Bermuda


FIRST STAMPS (local Postmasters) 1848.
FIRST STAMPS ISSUED 1865.

CURRENCY
British to 1970.
6 February 1970, 100 cents = $1.

Of 300 islands in the group, about 20 are inhabited and one important. They were all uninhabited before the first British settlement in 1612. A Crown Colony from 1684, Bermuda was given representative government on 2 July 1968, and remains a Dependent Territory of the United Kingdom.

Postal History
Lying c.850 miles north of St Thomas, c.700 miles from New York, and about the same distance from Halifax, Nova Scotia, Bermuda has depended at different times on all three for its sea communication by packet. A packet agent, appointed from London, dealt with external mails from 1818 (datestamps known from 1820) to 1859.

A domestic postal service, begun by the Bermuda Gazette in 1784, was continued officially from 1812. Daily services with delivery were established between 1835 and 1843. In 1859 control of all services was vested in the colony. The packet port and therefore the chief postmaster remained at St George's until 1879, though Hamilton had become the capital in 1815.

 

The first stamps were produced by the Postmaster in Hamilton, Mr Perot, in 1848 and these primitive strikes of a handstamp on gummed paper were used at Hamilton and St George's until 1861. The first issue of definitive stamps for Bermuda was released in 1865.

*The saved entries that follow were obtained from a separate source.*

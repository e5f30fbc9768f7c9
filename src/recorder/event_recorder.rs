//! Live-authoring event recorder.
//!
//! Listens passively to the global pointer/keyboard stream (delivered through
//! the registry), labels taps against a cached OCR pass, and produces the
//! ordered recorded-event log that scenario text is generated from.

use anyhow::Result;
use colored::Colorize;
use std::sync::Arc;
use std::time::Instant;
use tokio::sync::Mutex;

use crate::bridge::traits::{
    DetectedElement, ScreenDescriber, SwipeDirection, WindowBridge, WindowInfo,
};

use super::classifier::{
    classify_gesture, has_non_shift_modifier, is_special_key, Gesture, KeyBuffer, Thresholds,
};

/// Maximum distance between a tap and a detected element for the element's
/// text to label the tap.
pub const LABEL_RADIUS_PX: f64 = 48.0;

#[derive(Debug, Clone, PartialEq)]
pub enum RecordedEventKind {
    Tap {
        x: f64,
        y: f64,
        label: Option<String>,
    },
    LongPress {
        x: f64,
        y: f64,
        label: Option<String>,
    },
    Swipe {
        direction: SwipeDirection,
    },
    Type {
        text: String,
    },
    PressKey {
        key: String,
    },
}

/// One recorded interaction. Exists only during recording; the sole input to
/// scenario-text generation.
#[derive(Debug, Clone, PartialEq)]
pub struct RecordedEvent {
    /// Milliseconds since recording started.
    pub at_ms: u64,
    pub kind: RecordedEventKind,
}

struct PendingDown {
    /// Window-relative down position.
    x: f64,
    y: f64,
    at: Instant,
}

/// Captures user interactions on the mirror window.
///
/// The geometry cache is refreshed on every event because the source window
/// may move or resize mid-recording. The OCR-element cache is refreshed only
/// on pointer-down, so the pointer-up labeling never re-runs OCR.
pub struct EventRecorder {
    bridge: Arc<dyn WindowBridge>,
    describer: Arc<dyn ScreenDescriber>,
    started: Instant,
    thresholds: Thresholds,
    window: Mutex<Option<WindowInfo>>,
    elements: Mutex<Vec<DetectedElement>>,
    pending_down: Mutex<Option<PendingDown>>,
    keys: Mutex<KeyBuffer>,
    events: Mutex<Vec<RecordedEvent>>,
}

impl EventRecorder {
    pub fn new(bridge: Arc<dyn WindowBridge>, describer: Arc<dyn ScreenDescriber>) -> Self {
        Self {
            bridge,
            describer,
            started: Instant::now(),
            thresholds: Thresholds::default(),
            window: Mutex::new(None),
            elements: Mutex::new(Vec::new()),
            pending_down: Mutex::new(None),
            keys: Mutex::new(KeyBuffer::default()),
            events: Mutex::new(Vec::new()),
        }
    }

    /// Pointer went down at a global screen position.
    pub async fn on_pointer_down(&self, global_x: f64, global_y: f64) {
        let window = self.refresh_window().await;

        let Some(win) = window else {
            *self.pending_down.lock().await = None;
            return;
        };
        if !win.contains(global_x, global_y) {
            // Interaction with some other app; the tap is listen-only and
            // must not interfere, so we just drop it.
            *self.pending_down.lock().await = None;
            return;
        }

        // One OCR pass per gesture, taken at down time so the up handler can
        // label without re-running recognition.
        match self.describer.describe().await {
            Ok(description) => *self.elements.lock().await = description.elements,
            Err(e) => log::warn!("OCR pass failed during recording: {}", e),
        }

        let (x, y) = win.to_window(global_x, global_y);
        *self.pending_down.lock().await = Some(PendingDown {
            x,
            y,
            at: Instant::now(),
        });
    }

    /// Pointer came up; classify and record the gesture.
    pub async fn on_pointer_up(&self, global_x: f64, global_y: f64) {
        let window = self.refresh_window().await;

        let Some(down) = self.pending_down.lock().await.take() else {
            return;
        };
        let Some(win) = window else { return };
        let (x, y) = win.to_window(global_x, global_y);

        let gesture = classify_gesture((down.x, down.y), (x, y), down.at.elapsed(), &self.thresholds);

        // Preserve event order: any typed text buffered before this gesture
        // belongs before it in the log.
        self.flush_typed().await;

        match gesture {
            Gesture::Tap => {
                let label = self.nearest_label(down.x, down.y).await;
                self.echo(&match &label {
                    Some(l) => format!("tap \"{}\"", l),
                    None => format!("tap at ({:.0}, {:.0})", down.x, down.y),
                });
                self.push(RecordedEventKind::Tap {
                    x: down.x,
                    y: down.y,
                    label,
                })
                .await;
            }
            Gesture::LongPress => {
                let label = self.nearest_label(down.x, down.y).await;
                self.echo(&match &label {
                    Some(l) => format!("long press \"{}\"", l),
                    None => format!("long press at ({:.0}, {:.0})", down.x, down.y),
                });
                self.push(RecordedEventKind::LongPress {
                    x: down.x,
                    y: down.y,
                    label,
                })
                .await;
            }
            Gesture::Swipe(direction) => {
                self.echo(&format!("swipe {}", direction));
                self.push(RecordedEventKind::Swipe { direction }).await;
            }
            Gesture::Ignored => {}
        }
    }

    /// A key event arrived. Printable characters coalesce into the typing
    /// buffer; special keys and modified keystrokes flush it and surface as
    /// discrete `press_key` events.
    pub async fn on_key(&self, name: &str, character: Option<char>, modifiers: &[String]) {
        self.refresh_window().await;

        if has_non_shift_modifier(modifiers) || is_special_key(name) {
            self.flush_typed().await;
            let key = if has_non_shift_modifier(modifiers) {
                let mut mods: Vec<&str> = modifiers
                    .iter()
                    .map(|m| m.as_str())
                    .filter(|m| *m != "shift")
                    .collect();
                mods.push(name);
                mods.join("+")
            } else {
                name.to_string()
            };
            self.echo(&format!("press_key \"{}\"", key));
            self.push(RecordedEventKind::PressKey { key }).await;
            return;
        }

        if let Some(c) = character {
            self.keys.lock().await.push(c);
        }
    }

    /// Stop recording. Flushes any pending typed text first, so trailing
    /// keystrokes are never lost, and returns the ordered log. Also the
    /// cancellation path: a Ctrl-C mid-recording returns the partial log.
    pub async fn stop(&self) -> Vec<RecordedEvent> {
        self.flush_typed().await;
        self.events.lock().await.clone()
    }

    async fn refresh_window(&self) -> Option<WindowInfo> {
        match self.bridge.window_info().await {
            Ok(info) => {
                *self.window.lock().await = info;
                info
            }
            Err(e) => {
                log::warn!("window geometry refresh failed: {}", e);
                *self.window.lock().await
            }
        }
    }

    async fn flush_typed(&self) {
        let flushed = self.keys.lock().await.flush();
        if let Some(text) = flushed {
            self.echo(&format!("type \"{}\"", mask_sensitive(&text)));
            self.push(RecordedEventKind::Type { text }).await;
        }
    }

    /// Euclidean nearest neighbor over the cached elements, within the label
    /// radius. Beyond the radius the tap stays coordinates-only.
    async fn nearest_label(&self, x: f64, y: f64) -> Option<String> {
        let elements = self.elements.lock().await;
        elements
            .iter()
            .map(|e| {
                let dx = e.x - x;
                let dy = e.y - y;
                (e, (dx * dx + dy * dy).sqrt())
            })
            .filter(|(_, d)| *d <= LABEL_RADIUS_PX)
            .min_by(|a, b| a.1.partial_cmp(&b.1).unwrap_or(std::cmp::Ordering::Equal))
            .map(|(e, _)| e.text.clone())
    }

    async fn push(&self, kind: RecordedEventKind) {
        self.events.lock().await.push(RecordedEvent {
            at_ms: self.started.elapsed().as_millis() as u64,
            kind,
        });
    }

    fn echo(&self, line: &str) {
        println!("  {} {}", "●".red(), line);
    }
}

/// Mask values that look like passwords or PINs in console echo. The written
/// scenario keeps the real text; only the live echo is masked.
fn mask_sensitive(text: &str) -> String {
    if text.len() > 2
        && (text.to_lowercase().contains("pass") || text.chars().all(|c| c.is_ascii_digit()))
    {
        "********".to_string()
    } else {
        text.to_string()
    }
}
#[cfg(test)]
mod tests {
    use super::*;
    use crate::bridge::testkit::*;
    use crate::runner::state::StepStatus;

    fn executor(
        frames: Vec<Vec<crate::bridge::traits::DetectedElement>>,
        dir: &std::path::Path,
    ) -> (StepExecutor, Arc<RecordingInput>, Arc<ScriptedDescriber>) {
        let input = Arc::new(RecordingInput::default());
        let describer = Arc::new(ScriptedDescriber::new(frames));
        let caps = Capabilities {
            bridge: Arc::new(StaticBridge::default()),
            input: input.clone(),
            describer: describer.clone(),
            capturer: Arc::new(TinyCapturer),
        };
        let exec = StepExecutor::new(caps, RunContext::fast_for_tests(dir));
        (exec, input, describer)
    }

    #[tokio::test]
    async fn launch_tap_assert_fails_exactly_at_third_step() {
        let dir = tempfile::tempdir().unwrap();
        // Frame for the tap has Wi-Fi; the frame after the tap does not.
        let (mut exec, _input, _) = executor(
            vec![
                vec![element("Wi-Fi", 200.0, 300.0), element("General", 200.0, 360.0)],
                vec![element("General", 200.0, 360.0)],
            ],
            dir.path(),
        );

        let steps = [
            crate::parser::ScenarioStep::Launch("Settings".to_string()),
            crate::parser::ScenarioStep::Tap("Wi-Fi".to_string()),
            crate::parser::ScenarioStep::AssertVisible("Wi-Fi".to_string()),
        ];

        let mut results = Vec::new();
        for (i, step) in steps.iter().enumerate() {
            results.push(exec.execute_step("settings", i, step).await);
        }

        assert_eq!(results[0].status, StepStatus::Passed);
        assert_eq!(results[1].status, StepStatus::Passed);
        match &results[2].status {
            StepStatus::Failed { error } => {
                // Diagnosable without re-running: everything visible is named.
                assert!(error.contains("\"General\""), "error was: {}", error);
            }
            other => panic!("expected failure, got {:?}", other),
        }
        // Failure screenshot captured alongside.
        assert!(results[2].screenshot_path.is_some());
    }

    #[tokio::test]
    async fn tap_miss_enumerates_visible_elements() {
        let dir = tempfile::tempdir().unwrap();
        let (mut exec, input, _) = executor(
            vec![vec![element("Bluetooth", 10.0, 10.0), element("General", 10.0, 40.0)]],
            dir.path(),
        );

        let result = exec
            .execute_step("s", 0, &crate::parser::ScenarioStep::Tap("Wi-Fi".to_string()))
            .await;
        match result.status {
            StepStatus::Failed { error } => {
                assert!(error.contains("\"Bluetooth\""));
                assert!(error.contains("\"General\""));
            }
            other => panic!("expected failure, got {:?}", other),
        }
        assert_eq!(input.count_of("tap"), 0);
    }

    #[tokio::test]
    async fn tap_records_observation_for_the_compiler() {
        let dir = tempfile::tempdir().unwrap();
        let (mut exec, input, _) = executor(vec![vec![element("Wi-Fi", 200.0, 300.0)]], dir.path());

        let result = exec
            .execute_step("s", 0, &crate::parser::ScenarioStep::Tap("wi-fi".to_string()))
            .await;
        assert_eq!(result.status, StepStatus::Passed);
        assert_eq!(input.calls(), vec!["tap 200 300"]);

        let obs = exec.last_tap().unwrap();
        assert_eq!((obs.x, obs.y), (200.0, 300.0));
        assert_eq!(obs.strategy, MatchStrategy::CaseInsensitive);
    }

    #[tokio::test]
    async fn coordinate_tap_skips_ocr() {
        let dir = tempfile::tempdir().unwrap();
        let (mut exec, input, describer) = executor(vec![], dir.path());

        let result = exec
            .execute_step("s", 0, &crate::parser::ScenarioStep::Tap("120,240".to_string()))
            .await;
        assert_eq!(result.status, StepStatus::Passed);
        assert_eq!(describer.pass_count(), 0);
        assert_eq!(input.calls(), vec!["tap 120 240"]);
        assert!(exec.last_tap().is_none());
    }

    #[tokio::test]
    async fn wait_for_passes_as_soon_as_detected() {
        let dir = tempfile::tempdir().unwrap();
        let (mut exec, _, describer) = executor(
            vec![vec![], vec![], vec![element("Done", 10.0, 10.0)]],
            dir.path(),
        );

        let result = exec
            .execute_step("s", 0, &crate::parser::ScenarioStep::WaitFor("Done".to_string()))
            .await;
        assert_eq!(result.status, StepStatus::Passed);
        assert!(result.message.unwrap().contains("appeared after"));
        assert_eq!(describer.pass_count(), 3);
    }

    #[tokio::test]
    async fn wait_for_times_out() {
        let dir = tempfile::tempdir().unwrap();
        let (mut exec, _, _) = executor(vec![vec![]], dir.path());

        let result = exec
            .execute_step("s", 0, &crate::parser::ScenarioStep::WaitFor("Never".to_string()))
            .await;
        match result.status {
            StepStatus::Failed { error } => assert!(error.contains("did not appear")),
            other => panic!("expected failure, got {:?}", other),
        }
    }

    #[tokio::test]
    async fn unknown_swipe_direction_fails() {
        let dir = tempfile::tempdir().unwrap();
        let (mut exec, input, _) = executor(vec![], dir.path());

        let result = exec
            .execute_step("s", 0, &crate::parser::ScenarioStep::Swipe("sideways".to_string()))
            .await;
        assert!(result.status.is_failed());
        assert_eq!(input.count_of("swipe"), 0);
    }

    #[tokio::test]
    async fn swipe_vector_is_30_percent_of_window_height() {
        // 800-high window: vector length 240 around the center.
        let info = WindowInfo {
            x: 0.0,
            y: 0.0,
            width: 400.0,
            height: 800.0,
        };
        let (x1, y1, x2, y2) = swipe_vector(&info, SwipeDirection::Up);
        assert_eq!((x1, x2), (200.0, 200.0));
        assert_eq!(y1 - y2, 240.0);
    }

    #[tokio::test]
    async fn scroll_to_already_visible_issues_no_swipes() {
        let dir = tempfile::tempdir().unwrap();
        let (mut exec, input, _) =
            executor(vec![vec![element("Advanced", 10.0, 700.0)]], dir.path());

        let result = exec
            .execute_step("s", 0, &crate::parser::ScenarioStep::ScrollTo("Advanced".to_string()))
            .await;
        assert_eq!(result.status, StepStatus::Passed);
        assert_eq!(result.message.as_deref(), Some("already visible"));
        assert_eq!(input.count_of("swipe"), 0);
    }

    #[tokio::test]
    async fn scroll_to_counts_swipes_in_its_message() {
        let dir = tempfile::tempdir().unwrap();
        let (mut exec, input, _) = executor(
            vec![vec![], vec![], vec![element("Advanced", 10.0, 700.0)]],
            dir.path(),
        );

        let result = exec
            .execute_step("s", 0, &crate::parser::ScenarioStep::ScrollTo("Advanced".to_string()))
            .await;
        assert_eq!(result.status, StepStatus::Passed);
        assert_eq!(
            result.message.as_deref(),
            Some("found \"Advanced\" after 2 scrolls")
        );
        assert_eq!(input.count_of("swipe"), 2);
    }

    #[tokio::test]
    async fn skipped_steps_never_touch_the_device() {
        let dir = tempfile::tempdir().unwrap();
        let (mut exec, input, describer) = executor(vec![], dir.path());

        let step = crate::parser::ScenarioStep::Skipped {
            key: "remember".to_string(),
            reason: "requires the AI interpreter".to_string(),
        };
        let result = exec.execute_step("s", 0, &step).await;
        assert!(matches!(result.status, StepStatus::Skipped { .. }));
        assert!(input.calls().is_empty());
        assert_eq!(describer.pass_count(), 0);
    }

    #[tokio::test]
    async fn screenshot_persists_a_png() {
        let dir = tempfile::tempdir().unwrap();
        let (mut exec, _, _) = executor(vec![], dir.path());

        let result = exec
            .execute_step(
                "wifi check",
                0,
                &crate::parser::ScenarioStep::Screenshot("after-login".to_string()),
            )
            .await;
        assert_eq!(result.status, StepStatus::Passed);
        let path = dir.path().join("screenshots").join("wifi_check_after_login.png");
        assert!(path.exists());
    }

    #[test]
    fn key_spec_splits_modifiers() {
        assert_eq!(split_key_spec("return"), ("return", vec![]));
        let (key, mods) = split_key_spec("cmd+shift+tab");
        assert_eq!(key, "tab");
        assert_eq!(mods, vec!["cmd".to_string(), "shift".to_string()]);
    }
}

During the American Civil War, Confederate blockade runners passed letters through forwarding agents in Bermuda. During the Boer War, Boer prisoners were interned in the islands and their mail was censored. Bermuda played a major role in the censorship of Allied transatlantic mail in World War II.

Regular airmail services to New York were established by Imperial Airways on 16 June 1937 and to Baltimore by Pan American Airways on 6 March 1938.